More access, but who has the power?
There is a larger version of the same problem.
People often say that AI will make information more democratic because more people will have access to knowledge and powerful tools. There is some truth in that. A person with a phone can already do things that only a few years ago would have needed expensive software, experts or many hours of work.
But access and control are not the same thing.
Bruce’s point about choice becomes important again. Humans can only choose between the choices available to them.
Who owns the systems? Which companies will survive? Who decides how the models work? What happens if, after today’s competition, only a small number of large AI systems remain?
At the moment there is real choice. Bruce’s comparisons show that different systems can give different answers and approach the same issue in different ways. That allows us to compare, question and disagree.
But markets often become smaller over time as strong companies grow and weaker ones disappear. We could end up in a world where billions of people have amazing access to information through a small number of systems controlled by very powerful organisations.

More access for users, but more control at the top.
That does not mean AI is bad. It simply means we should be careful when we talk about it making knowledge more democratic.
Technology may reduce some differences in access while leaving differences in power untouched. It may even create new ones.
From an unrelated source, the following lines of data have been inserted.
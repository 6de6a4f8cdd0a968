//! Entry guards layered in front of the decision engine.
//!
//! Each guard is independently configurable and answers one question: is
//! this entry allowed right now? A refusal is a normal skip with a reason
//! string, never an error.

use rust_decimal::Decimal;
use rust_decimal_macros::dec;
use serde::{Deserialize, Serialize};
use std::collections::HashMap;

use crate::market::{Direction, Instrument};

/// Guard verdict plus the reason it is logged under
#[derive(Clone, Debug, PartialEq, Eq)]
pub struct GuardDecision {
    pub allow: bool,
    pub reason: String,
}

impl GuardDecision {
    fn allow(reason: &str) -> Self {
        Self {
            allow: true,
            reason: reason.to_string(),
        }
    }

    fn block(reason: String) -> Self {
        Self {
            allow: false,
            reason,
        }
    }
}

/// Trend guard configuration
#[derive(Clone, Debug, Serialize, Deserialize)]
#[serde(default)]
pub struct TrendGuardConfig {
    pub enabled: bool,
    /// Longs require a positive EMA spread
    pub require_alignment_for_long: bool,
    /// Shorts require a negative EMA spread
    pub require_alignment_for_short: bool,
}

impl Default for TrendGuardConfig {
    fn default() -> Self {
        Self {
            enabled: true,
            require_alignment_for_long: true,
            require_alignment_for_short: true,
        }
    }
}

/// Counter-trend protection: blocks entries that fight the EMA spread
#[derive(Clone, Debug, Default)]
pub struct TrendGuard {
    config: TrendGuardConfig,
}

impl TrendGuard {
    pub fn new(config: TrendGuardConfig) -> Self {
        Self { config }
    }

    pub fn allows(&self, direction: Direction, ema_diff: Decimal) -> bool {
        if !self.config.enabled {
            return true;
        }
        match direction {
            Direction::Long => {
                !self.config.require_alignment_for_long || ema_diff > Decimal::ZERO
            }
            Direction::Short => {
                !self.config.require_alignment_for_short || ema_diff < Decimal::ZERO
            }
        }
    }
}

/// Volatility filter configuration
#[derive(Clone, Debug, Serialize, Deserialize)]
#[serde(default)]
pub struct VolatilityFilterConfig {
    pub enabled: bool,
    /// ATR below this is dead tape, no entries
    pub atr_min: Decimal,
    /// ATR above this is disorderly tape, no entries
    pub atr_max: Decimal,
    pub block_on_spike: bool,
    /// Volatility z-score at or above this blocks entries
    pub vol_spike_z: f64,
}

impl Default for VolatilityFilterConfig {
    fn default() -> Self {
        Self {
            enabled: true,
            atr_min: Decimal::ZERO,
            atr_max: dec!(1000000000),
            block_on_spike: true,
            vol_spike_z: 2.5,
        }
    }
}

/// Blocks entries in dead or spiking volatility
#[derive(Clone, Debug, Default)]
pub struct VolatilityFilter {
    config: VolatilityFilterConfig,
}

impl VolatilityFilter {
    pub fn new(config: VolatilityFilterConfig) -> Self {
        Self { config }
    }

    pub fn decide(&self, atr: Decimal, vol_z: Option<f64>) -> GuardDecision {
        if !self.config.enabled {
            return GuardDecision::allow("vol_disabled");
        }
        if atr < self.config.atr_min {
            return GuardDecision::block(format!("atr_too_low<{}", self.config.atr_min));
        }
        if atr > self.config.atr_max {
            return GuardDecision::block(format!("atr_too_high>{}", self.config.atr_max));
        }
        if self.config.block_on_spike {
            if let Some(z) = vol_z {
                if z >= self.config.vol_spike_z {
                    return GuardDecision::block(format!(
                        "vol_spike_z>={}",
                        self.config.vol_spike_z
                    ));
                }
            }
        }
        GuardDecision::allow("vol_ok")
    }
}

/// Cluster guard configuration
#[derive(Clone, Debug, Serialize, Deserialize)]
#[serde(default)]
pub struct ClusterGuardConfig {
    pub enabled: bool,
    /// Bars to wait after any entry on the instrument
    pub cooldown_bars: u64,
    /// Max same-side entries inside the window
    pub max_same_side_entries: u32,
    pub window_bars: u64,
    /// Losing trades in a row that trigger a pause
    pub block_after_losses: u32,
    pub pause_bars_after_loss_streak: u64,
}

impl Default for ClusterGuardConfig {
    fn default() -> Self {
        Self {
            enabled: true,
            cooldown_bars: 2,
            max_same_side_entries: 2,
            window_bars: 12,
            block_after_losses: 2,
            pause_bars_after_loss_streak: 8,
        }
    }
}

#[derive(Clone, Debug, Default)]
struct ClusterState {
    last_trade_bar: Option<u64>,
    last_side: Option<Direction>,
    same_side_count: u32,
    same_side_window_start: u64,
    loss_streak: u32,
    pause_until_bar: Option<u64>,
}

/// Prevents clustered entries per instrument: cooldown after any trade,
/// same-side bursts inside a window, and a pause after a loss streak.
#[derive(Clone, Debug, Default)]
pub struct EntryClusterGuard {
    config: ClusterGuardConfig,
    state: HashMap<Instrument, ClusterState>,
}

impl EntryClusterGuard {
    pub fn new(config: ClusterGuardConfig) -> Self {
        Self {
            config,
            state: HashMap::new(),
        }
    }

    pub fn can_enter(
        &mut self,
        instrument: &Instrument,
        direction: Direction,
        bar_index: u64,
    ) -> GuardDecision {
        if !self.config.enabled {
            return GuardDecision::allow("cluster_guard_disabled");
        }
        let state = self.state.entry(instrument.clone()).or_default();

        if let Some(until) = state.pause_until_bar {
            if bar_index < until {
                return GuardDecision::block(format!("paused_until_bar={until}"));
            }
        }

        if let Some(last) = state.last_trade_bar {
            let elapsed = bar_index.saturating_sub(last);
            if elapsed <= self.config.cooldown_bars {
                return GuardDecision::block(format!(
                    "cooldown_active({elapsed}<={})",
                    self.config.cooldown_bars
                ));
            }
        }

        if state.last_side == Some(direction) {
            let in_window =
                bar_index.saturating_sub(state.same_side_window_start) <= self.config.window_bars;
            if in_window && state.same_side_count >= self.config.max_same_side_entries {
                return GuardDecision::block(format!(
                    "same_side_cluster>{}",
                    self.config.max_same_side_entries
                ));
            }
        }

        GuardDecision::allow("cluster_ok")
    }

    /// Record an admitted entry for cooldown and same-side tracking
    pub fn on_trade_opened(&mut self, instrument: &Instrument, direction: Direction, bar_index: u64) {
        if !self.config.enabled {
            return;
        }
        let state = self.state.entry(instrument.clone()).or_default();
        state.last_trade_bar = Some(bar_index);

        let in_window =
            bar_index.saturating_sub(state.same_side_window_start) <= self.config.window_bars;
        if state.last_side == Some(direction) && in_window {
            state.same_side_count += 1;
        } else {
            state.same_side_window_start = bar_index;
            state.same_side_count = 1;
        }
        state.last_side = Some(direction);
    }

    /// Record a realized trade for loss-streak tracking
    pub fn on_trade_closed(&mut self, instrument: &Instrument, bar_index: u64, pnl: Decimal) {
        if !self.config.enabled {
            return;
        }
        let state = self.state.entry(instrument.clone()).or_default();

        if pnl < Decimal::ZERO {
            state.loss_streak += 1;
            if state.loss_streak >= self.config.block_after_losses {
                state.pause_until_bar =
                    Some(bar_index + self.config.pause_bars_after_loss_streak);
            }
        } else {
            state.loss_streak = 0;
        }
    }
}

/// Guard configuration bundle wired into the engine
#[derive(Clone, Debug, Default, Serialize, Deserialize)]
#[serde(default)]
pub struct GuardsConfig {
    pub trend: TrendGuardConfig,
    pub volatility: VolatilityFilterConfig,
    pub cluster: ClusterGuardConfig,
}

impl GuardsConfig {
    /// All guards off; the engine then gates on thresholds and risk alone
    pub fn disabled() -> Self {
        Self {
            trend: TrendGuardConfig {
                enabled: false,
                ..TrendGuardConfig::default()
            },
            volatility: VolatilityFilterConfig {
                enabled: false,
                ..VolatilityFilterConfig::default()
            },
            cluster: ClusterGuardConfig {
                enabled: false,
                ..ClusterGuardConfig::default()
            },
        }
    }
}

#[cfg(test)]
mod tests {
    use super::*;

    fn pair() -> Instrument {
        Instrument::new("EURUSD")
    }

    #[test]
    fn trend_guard_blocks_misaligned_entries() {
        let guard = TrendGuard::new(TrendGuardConfig::default());
        assert!(guard.allows(Direction::Long, dec!(0.0004)));
        assert!(!guard.allows(Direction::Long, dec!(-0.0004)));
        assert!(guard.allows(Direction::Short, dec!(-0.0004)));
        assert!(!guard.allows(Direction::Short, Decimal::ZERO));

        let off = TrendGuard::new(TrendGuardConfig {
            enabled: false,
            ..TrendGuardConfig::default()
        });
        assert!(off.allows(Direction::Long, dec!(-1)));
    }

    #[test]
    fn volatility_filter_blocks_extremes_and_spikes() {
        let filter = VolatilityFilter::new(VolatilityFilterConfig {
            atr_min: dec!(0.0002),
            atr_max: dec!(0.0050),
            ..VolatilityFilterConfig::default()
        });

        assert!(filter.decide(dec!(0.0010), None).allow);
        assert!(!filter.decide(dec!(0.0001), None).allow);
        assert!(!filter.decide(dec!(0.0100), None).allow);
        assert!(!filter.decide(dec!(0.0010), Some(3.0)).allow);
        assert!(filter.decide(dec!(0.0010), Some(1.0)).allow);
    }

    #[test]
    fn cooldown_blocks_reentry_right_after_a_trade() {
        let mut guard = EntryClusterGuard::new(ClusterGuardConfig::default());

        assert!(guard.can_enter(&pair(), Direction::Long, 100).allow);
        guard.on_trade_opened(&pair(), Direction::Long, 100);

        assert!(!guard.can_enter(&pair(), Direction::Long, 101).allow);
        assert!(!guard.can_enter(&pair(), Direction::Long, 102).allow);
        assert!(guard.can_enter(&pair(), Direction::Long, 103).allow);
    }

    #[test]
    fn same_side_burst_is_capped_within_the_window() {
        let mut guard = EntryClusterGuard::new(ClusterGuardConfig {
            cooldown_bars: 0,
            ..ClusterGuardConfig::default()
        });

        guard.on_trade_opened(&pair(), Direction::Long, 100);
        guard.on_trade_opened(&pair(), Direction::Long, 103);

        // Third long inside the 12-bar window is refused
        let decision = guard.can_enter(&pair(), Direction::Long, 106);
        assert!(!decision.allow);
        assert!(decision.reason.contains("same_side_cluster"));

        // The opposite side is unaffected
        assert!(guard.can_enter(&pair(), Direction::Short, 106).allow);

        // Outside the window the counter restarts
        assert!(guard.can_enter(&pair(), Direction::Long, 120).allow);
    }

    #[test]
    fn loss_streak_pauses_the_instrument() {
        let mut guard = EntryClusterGuard::new(ClusterGuardConfig::default());

        guard.on_trade_closed(&pair(), 100, dec!(-50));
        assert!(guard.can_enter(&pair(), Direction::Long, 103).allow);

        guard.on_trade_closed(&pair(), 104, dec!(-50));
        let decision = guard.can_enter(&pair(), Direction::Long, 107);
        assert!(!decision.allow);
        assert!(decision.reason.contains("paused_until_bar"));

        // Pause expires 8 bars after the streak
        assert!(guard.can_enter(&pair(), Direction::Long, 112).allow);

        // A winner resets the streak
        guard.on_trade_closed(&pair(), 113, dec!(75));
        guard.on_trade_closed(&pair(), 114, dec!(-10));
        assert!(guard.can_enter(&pair(), Direction::Long, 117).allow);
    }
}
I suspect we are only beginning to understand what that could mean.
Thinking about thinking.
Towards the end of our conversation, Bruce and I somehow arrived at Marx, Engels, politics, wealth and artificial intelligence.
I suggested a question. Bruce changed the wording. Then I noticed something interesting.
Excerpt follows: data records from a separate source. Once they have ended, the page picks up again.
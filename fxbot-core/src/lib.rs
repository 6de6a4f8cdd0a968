//! FX Paper Trading Decision Core
//!
//! Consumes calibrated probability signals and bar-close market state, and
//! deterministically decides whether to open, hold, or close positions
//! under strict capital-preservation limits: 2% risk per trade, a 3% daily
//! loss halt, ATR-sized stops with a 1.2R target, a 6-bar time stop, and a
//! hard cap of five open positions.
//!
//! Market data retrieval, feature computation, model inference and order
//! persistence live behind the `SignalProvider`, `TickSource` and
//! `ExecutionSink` boundaries; this crate owns only the decision loop and
//! its bookkeeping.

pub mod execution;
pub mod market;
pub mod paper_trading;
pub mod signal;

// Re-export main types for easy access
pub use execution::{ExecutionSink, ExitReason, Instruction, SinkError};
pub use market::{BarSnapshot, Direction, Instrument, ReplayTickSource, TickEvent, TickSource};
pub use paper_trading::{
    DecisionEngine, EngineConfig, EngineStatus, GuardsConfig, Position, PositionBook, PositionId,
    RiskConfig, RiskLedger, SessionSummary, TickReport, TradingSession,
};
pub use signal::{Signal, SignalError, SignalProvider};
Before we asked AI anything, two humans had spent time deciding what the question should actually be.
I thought that was important.
Bruce agreed, but added another point. Once the question is asked, different AI systems may understand it differently. Those different answers can move the discussion in directions we did not expect.
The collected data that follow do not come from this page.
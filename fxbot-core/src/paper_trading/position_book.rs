//! Position lifecycle and exit scanning for paper trading

use chrono::{DateTime, Utc};
use rust_decimal::Decimal;
use serde::{Deserialize, Serialize};
use std::collections::BTreeMap;
use std::fmt;

use crate::execution::ExitReason;
use crate::market::{BarSnapshot, Direction, Instrument};

/// Monotonically assigned position identifier
#[derive(
    Clone, Copy, Debug, PartialEq, Eq, Hash, PartialOrd, Ord, Serialize, Deserialize,
)]
pub struct PositionId(pub u64);

impl fmt::Display for PositionId {
    fn fmt(&self, f: &mut fmt::Formatter<'_>) -> fmt::Result {
        write!(f, "POS-{}", self.0)
    }
}

/// Position status
#[derive(Clone, Copy, Debug, PartialEq, Eq, Serialize, Deserialize)]
pub enum PositionStatus {
    Open,
    Closed,
}

/// Individual paper position.
///
/// Stop-loss and take-profit are set once at open and never mutated; the
/// only lifecycle transition is Open -> Closed.
#[derive(Clone, Debug, Serialize, Deserialize)]
pub struct Position {
    pub id: PositionId,
    pub instrument: Instrument,
    pub direction: Direction,
    pub entry_price: Decimal,
    pub stop_loss: Decimal,
    pub take_profit: Decimal,
    /// Size in base-currency units
    pub size: Decimal,
    pub opened_at_bar: u64,
    /// Bars after which the position is force-closed if neither level hit
    pub time_stop_bars: u64,
    pub status: PositionStatus,
    pub opened_at: DateTime<Utc>,
}

/// Position parameters computed by the decision engine before admission
#[derive(Clone, Debug)]
pub struct PositionDraft {
    pub instrument: Instrument,
    pub direction: Direction,
    pub entry_price: Decimal,
    pub stop_loss: Decimal,
    pub take_profit: Decimal,
    pub size: Decimal,
    pub opened_at_bar: u64,
    pub time_stop_bars: u64,
    pub opened_at: DateTime<Utc>,
}

/// Book admission and lookup failures
#[derive(Clone, Debug, PartialEq, Eq, thiserror::Error)]
pub enum BookError {
    #[error("open position cap reached: {open}/{cap}")]
    CapacityExceeded { open: usize, cap: usize },

    #[error("position {id} not found or already closed")]
    NotFound { id: PositionId },
}

/// Exit condition detected by `scan_exits`
#[derive(Clone, Debug, PartialEq)]
pub struct ExitTrigger {
    pub position_id: PositionId,
    pub instrument: Instrument,
    pub exit_price: Decimal,
    pub reason: ExitReason,
}

/// Realized exit produced by `close`, consumed by the risk ledger
#[derive(Clone, Debug)]
pub struct ExitFill {
    /// The position, with status already flipped to Closed
    pub position: Position,
    pub exit_price: Decimal,
    pub exit_bar: u64,
    pub reason: ExitReason,
}

/// Open positions keyed by id, plus the closed-position history.
///
/// Ids are assigned in open order, so iteration over the book is
/// deterministic. The open-position cap is enforced before any position is
/// admitted.
pub struct PositionBook {
    max_open_positions: usize,
    open_positions: BTreeMap<PositionId, Position>,
    closed_positions: Vec<Position>,
    next_id: u64,
}

impl PositionBook {
    pub fn new(max_open_positions: usize) -> Self {
        Self {
            max_open_positions,
            open_positions: BTreeMap::new(),
            closed_positions: Vec::new(),
            next_id: 1,
        }
    }

    /// True iff another position can be admitted
    pub fn can_open(&self) -> bool {
        self.open_positions.len() < self.max_open_positions
    }

    pub fn open_count(&self) -> usize {
        self.open_positions.len()
    }

    /// True iff an open position exists for the instrument
    pub fn has_open_for(&self, instrument: &Instrument) -> bool {
        self.open_positions
            .values()
            .any(|p| &p.instrument == instrument)
    }

    /// Admit a new position, assigning its id
    pub fn open(&mut self, draft: PositionDraft) -> Result<Position, BookError> {
        if !self.can_open() {
            return Err(BookError::CapacityExceeded {
                open: self.open_positions.len(),
                cap: self.max_open_positions,
            });
        }

        let id = PositionId(self.next_id);
        self.next_id += 1;

        let position = Position {
            id,
            instrument: draft.instrument,
            direction: draft.direction,
            entry_price: draft.entry_price,
            stop_loss: draft.stop_loss,
            take_profit: draft.take_profit,
            size: draft.size,
            opened_at_bar: draft.opened_at_bar,
            time_stop_bars: draft.time_stop_bars,
            status: PositionStatus::Open,
            opened_at: draft.opened_at,
        };
        self.open_positions.insert(id, position.clone());
        Ok(position)
    }

    /// Close an open position, returning the realized-exit event
    pub fn close(
        &mut self,
        id: PositionId,
        exit_price: Decimal,
        exit_bar: u64,
        reason: ExitReason,
    ) -> Result<ExitFill, BookError> {
        let mut position = self
            .open_positions
            .remove(&id)
            .ok_or(BookError::NotFound { id })?;
        position.status = PositionStatus::Closed;
        self.closed_positions.push(position.clone());

        Ok(ExitFill {
            position,
            exit_price,
            exit_bar,
            reason,
        })
    }

    /// Scan open positions for exit conditions against the given bars.
    ///
    /// Lazy, single pass over current state only; positions already closed
    /// no longer appear, so repeating the scan after closing produces no
    /// duplicates. Per position the priority is STOP over TARGET (the
    /// conservative tie-break when one bar straddles both levels), then
    /// TARGET over TIME. Positions whose instrument has no bar this tick
    /// are left alone.
    pub fn scan_exits<'a>(
        &'a self,
        current_bar: u64,
        bars: &'a BTreeMap<Instrument, BarSnapshot>,
    ) -> impl Iterator<Item = ExitTrigger> + 'a {
        self.open_positions.values().filter_map(move |position| {
            let bar = bars.get(&position.instrument)?;
            Self::exit_for(position, current_bar, bar)
        })
    }

    fn exit_for(position: &Position, current_bar: u64, bar: &BarSnapshot) -> Option<ExitTrigger> {
        let (stop_hit, target_hit) = match position.direction {
            Direction::Long => (
                bar.low <= position.stop_loss,
                bar.high >= position.take_profit,
            ),
            Direction::Short => (
                bar.high >= position.stop_loss,
                bar.low <= position.take_profit,
            ),
        };

        let (exit_price, reason) = if stop_hit {
            (position.stop_loss, ExitReason::Stop)
        } else if target_hit {
            (position.take_profit, ExitReason::Target)
        } else if current_bar.saturating_sub(position.opened_at_bar) >= position.time_stop_bars {
            // Time stop fills at the bar close
            (bar.close, ExitReason::Time)
        } else {
            return None;
        };

        Some(ExitTrigger {
            position_id: position.id,
            instrument: position.instrument.clone(),
            exit_price,
            reason,
        })
    }

    pub fn iter_open(&self) -> impl Iterator<Item = &Position> {
        self.open_positions.values()
    }

    pub fn get(&self, id: PositionId) -> Option<&Position> {
        self.open_positions.get(&id)
    }

    pub fn closed(&self) -> &[Position] {
        &self.closed_positions
    }
}

#[cfg(test)]
mod tests {
    use super::*;
    use rust_decimal_macros::dec;

    fn draft(instrument: &str, direction: Direction) -> PositionDraft {
        let entry = dec!(1.1000);
        let stop_distance = dec!(0.0015);
        let (stop_loss, take_profit) = match direction {
            Direction::Long => (entry - stop_distance, entry + dec!(0.0018)),
            Direction::Short => (entry + stop_distance, entry - dec!(0.0018)),
        };
        PositionDraft {
            instrument: Instrument::new(instrument),
            direction,
            entry_price: entry,
            stop_loss,
            take_profit,
            size: dec!(1000),
            opened_at_bar: 100,
            time_stop_bars: 6,
            opened_at: Utc::now(),
        }
    }

    fn bars_for(instrument: &str, high: Decimal, low: Decimal, close: Decimal) -> BTreeMap<Instrument, BarSnapshot> {
        let mut bars = BTreeMap::new();
        bars.insert(Instrument::new(instrument), BarSnapshot { high, low, close });
        bars
    }

    #[test]
    fn cap_is_enforced_before_admission() {
        let mut book = PositionBook::new(5);
        for i in 0..5 {
            book.open(draft(&format!("PAIR{i}"), Direction::Long)).unwrap();
        }
        assert!(!book.can_open());

        let err = book.open(draft("PAIR5", Direction::Long)).unwrap_err();
        assert_eq!(err, BookError::CapacityExceeded { open: 5, cap: 5 });
        assert_eq!(book.open_count(), 5);
    }

    #[test]
    fn close_unknown_or_closed_id_is_not_found() {
        let mut book = PositionBook::new(5);
        let position = book.open(draft("EURUSD", Direction::Long)).unwrap();

        let missing = PositionId(99);
        assert_eq!(
            book.close(missing, dec!(1.1), 101, ExitReason::Stop).unwrap_err(),
            BookError::NotFound { id: missing }
        );

        let fill = book
            .close(position.id, dec!(1.0985), 101, ExitReason::Stop)
            .unwrap();
        assert_eq!(fill.position.status, PositionStatus::Closed);

        assert_eq!(
            book.close(position.id, dec!(1.0985), 102, ExitReason::Stop).unwrap_err(),
            BookError::NotFound { id: position.id }
        );
    }

    #[test]
    fn stop_wins_when_bar_straddles_both_levels() {
        let mut book = PositionBook::new(5);
        let position = book.open(draft("EURUSD", Direction::Long)).unwrap();

        // Bar range covers both the stop (1.0985) and the target (1.1018)
        let bars = bars_for("EURUSD", dec!(1.1030), dec!(1.0980), dec!(1.1000));
        let triggers: Vec<_> = book.scan_exits(101, &bars).collect();

        assert_eq!(triggers.len(), 1);
        assert_eq!(triggers[0].reason, ExitReason::Stop);
        assert_eq!(triggers[0].exit_price, position.stop_loss);
    }

    #[test]
    fn long_target_fills_at_the_level() {
        let mut book = PositionBook::new(5);
        let position = book.open(draft("EURUSD", Direction::Long)).unwrap();

        let bars = bars_for("EURUSD", dec!(1.1020), dec!(1.0999), dec!(1.1010));
        let triggers: Vec<_> = book.scan_exits(101, &bars).collect();

        assert_eq!(triggers.len(), 1);
        assert_eq!(triggers[0].reason, ExitReason::Target);
        assert_eq!(triggers[0].exit_price, position.take_profit);
    }

    #[test]
    fn short_levels_are_mirrored() {
        let mut book = PositionBook::new(5);
        let position = book.open(draft("EURUSD", Direction::Short)).unwrap();

        // Stop sits above entry for a short
        let bars = bars_for("EURUSD", dec!(1.1016), dec!(1.1000), dec!(1.1010));
        let triggers: Vec<_> = book.scan_exits(101, &bars).collect();
        assert_eq!(triggers[0].reason, ExitReason::Stop);
        assert_eq!(triggers[0].exit_price, position.stop_loss);

        // Target sits below entry
        let bars = bars_for("EURUSD", dec!(1.1005), dec!(1.0980), dec!(1.0990));
        let triggers: Vec<_> = book.scan_exits(101, &bars).collect();
        assert_eq!(triggers[0].reason, ExitReason::Target);
        assert_eq!(triggers[0].exit_price, position.take_profit);
    }

    #[test]
    fn time_stop_fires_at_six_bars_and_fills_at_close() {
        let mut book = PositionBook::new(5);
        book.open(draft("EURUSD", Direction::Long)).unwrap();

        // Neither level touched
        let bars = bars_for("EURUSD", dec!(1.1005), dec!(1.0995), dec!(1.1002));

        assert_eq!(book.scan_exits(105, &bars).count(), 0);

        let triggers: Vec<_> = book.scan_exits(106, &bars).collect();
        assert_eq!(triggers.len(), 1);
        assert_eq!(triggers[0].reason, ExitReason::Time);
        assert_eq!(triggers[0].exit_price, dec!(1.1002));
    }

    #[test]
    fn rescanning_after_close_produces_no_duplicate() {
        let mut book = PositionBook::new(5);
        book.open(draft("EURUSD", Direction::Long)).unwrap();

        let bars = bars_for("EURUSD", dec!(1.1020), dec!(1.0999), dec!(1.1010));
        let triggers: Vec<_> = book.scan_exits(101, &bars).collect();
        assert_eq!(triggers.len(), 1);

        book.close(triggers[0].position_id, triggers[0].exit_price, 101, triggers[0].reason)
            .unwrap();
        assert_eq!(book.scan_exits(101, &bars).count(), 0);
        assert_eq!(book.closed().len(), 1);
    }

    #[test]
    fn ids_are_assigned_in_open_order() {
        let mut book = PositionBook::new(5);
        let first = book.open(draft("AUDUSD", Direction::Long)).unwrap();
        let second = book.open(draft("EURUSD", Direction::Short)).unwrap();
        assert!(first.id < second.id);
        assert!(book.has_open_for(&Instrument::new("AUDUSD")));
        assert!(!book.has_open_for(&Instrument::new("USDJPY")));
    }
}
That is one of the things I find most interesting about AI. Used well, it does not only answer questions. It can also make us question our own thinking. It can show us an assumption, give us another view or make us disagree with it.
But there is also a risk.
Bruce often thinks about the difference between data, information, knowledge and wisdom. He has noticed that because ChatGPT knows he is interested in this idea, it sometimes brings the same framework into subjects where it may not really belong.
In other words, AI can challenge our habits, but it can also learn them and give them back to us.
That is an important difference.
The human task is not only to write better prompts. We also have to notice when AI is helping us think and when it is simply becoming very good at giving us the kind of answer we already like.
The conversation with Bruce was useful because he did not simply agree with me. He kept making the questions more difficult. More choice does not always mean more control. More access does not remove power. Better technology still has to deal with human behaviour, organisations and the uncomfortable period when learning makes us less efficient before we improve.
And greater ability does not remove the need for judgement.
That seems like a useful test for AI.
Does it simply help us produce more, or does it help us ask better questions, see our assumptions and make better decisions about what deserves our attention?
AI will almost certainly become more powerful. Bruce’s view is that humans will need wisdom if we want to use that power well.
I would be careful about claiming that humans have always shown great wisdom.
But more choice without good judgement is simply more noise.
And however clever the technology becomes, we still have to decide what is worth listening to.